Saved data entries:
------------

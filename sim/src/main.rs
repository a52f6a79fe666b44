// Copyright (c) 2022-2023 The MobileCoin Foundation

use std::time::Duration;

use clap::Parser;
use log::{debug, info, LevelFilter};

use ledger_mavryk::MavrykClient;
use mavryk_sim::*;

/// Speculos simulator wrapper tool
///
/// This calls out to Docker or a local speculos install to run the
/// baking app with a deterministic seed. Touch models (Stax, Flex)
/// require a local install.
#[derive(Clone, Debug, PartialEq, Parser)]
pub struct Args {
    /// Application to run
    #[clap(env = "NANOAPP")]
    app: String,

    #[clap(flatten)]
    opts: SimOptions,

    /// Query the app version once the simulator is reachable
    #[clap(long)]
    check: bool,

    /// Log level
    #[clap(long, default_value = "debug", env = "LOG_LEVEL")]
    log_level: LevelFilter,
}

#[tokio::main]
async fn main() -> anyhow::Result<()> {
    // Parse command line arguments
    let args = Args::parse();

    // Setup logging
    let mut c = simplelog::ConfigBuilder::new();
    c.add_filter_ignore_str("bollard");
    c.add_filter_ignore_str("hyper");
    c.add_filter_ignore_str("reqwest");

    let _ = simplelog::SimpleLogger::init(args.log_level, c.build());

    info!("Launching speculos ({}, {})...", args.opts.model, args.opts.driver);

    // Run with the driver for the selected model and mode
    let d = SimDriver::new(args.opts.driver, args.opts.model)?;
    run_simulator(d, &args.app, &args.opts, args.check).await?;

    Ok(())
}

async fn run_simulator<D: Driver>(
    driver: D,
    app: &str,
    opts: &SimOptions,
    check: bool,
) -> anyhow::Result<()> {
    // Start simulator
    let mut h = driver.run(app, opts.speculos()).await?;

    if check {
        let b = SpeculosBackend::connect(opts, Duration::from_secs(20)).await?;
        let v = MavrykClient::from(b).version().await?;

        info!("App version: {v} ({:?})", v.app_class());
    }

    // Await simulator exit or exit signal
    tokio::select!(
        // Await simulator task completion
        _ = driver.wait(&mut h) => {
            debug!("Complete!");
        }
        // Exit on ctrl + c
        _ = tokio::signal::ctrl_c() => {
            debug!("Exit!");
            driver.exit(h).await?;
        },
    );

    Ok(())
}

------------

→ YOUR OBJECTIVE: The records above should be transcribed in full, with no differences.

→ SOLUTION FOR THIS EXERCISE:
filename sim/src/main.rs
repository a52f6a79fe666b44
// Copyright (c) 2022-2023 The MobileCoin Foundation

use std::time::Duration;

use clap::Parser;
use log::{debug, info, LevelFilter};

use ledger_mavryk::MavrykClient;
use mavryk_sim::*;

/// Speculos simulator wrapper tool
///
/// This calls out to Docker or a local speculos install to run the
/// baking app with a deterministic seed. Touch models (Stax, Flex)
/// require a local install.
#[derive(Clone, Debug, PartialEq, Parser)]
pub struct Args {
    /// Application to run
    #[clap(env = "NANOAPP")]
    app: String,

    #[clap(flatten)]
    opts: SimOptions,

    /// Query the app version once the simulator is reachable
    #[clap(long)]
    check: bool,

    /// Log level
    #[clap(long, default_value = "debug", env = "LOG_LEVEL")]
    log_level: LevelFilter,
}

#[tokio::main]
async fn main() -> anyhow::Result<()> {
    // Parse command line arguments
    let args = Args::parse();

    // Setup logging
    let mut c = simplelog::ConfigBuilder::new();
    c.add_filter_ignore_str("bollard");
    c.add_filter_ignore_str("hyper");
    c.add_filter_ignore_str("reqwest");

    let _ = simplelog::SimpleLogger::init(args.log_level, c.build());

    info!("Launching speculos ({}, {})...", args.opts.model, args.opts.driver);

    // Run with the driver for the selected model and mode
    let d = SimDriver::new(args.opts.driver, args.opts.model)?;
    run_simulator(d, &args.app, &args.opts, args.check).await?;

    Ok(())
}

async fn run_simulator<D: Driver>(
    driver: D,
    app: &str,
    opts: &SimOptions,
    check: bool,
) -> anyhow::Result<()> {
    // Start simulator
    let mut h = driver.run(app, opts.speculos()).await?;

    if check {
        let b = SpeculosBackend::connect(opts, Duration::from_secs(20)).await?;
        let v = MavrykClient::from(b).version().await?;

        info!("App version: {v} ({:?})", v.app_class());
    }

    // Await simulator exit or exit signal
    tokio::select!(
        // Await simulator task completion
        _ = driver.wait(&mut h) => {
            debug!("Complete!");
        }
        // Exit on ctrl + c
        _ = tokio::signal::ctrl_c() => {
            debug!("Exit!");
            driver.exit(h).await?;
        },
    );

    Ok(())
}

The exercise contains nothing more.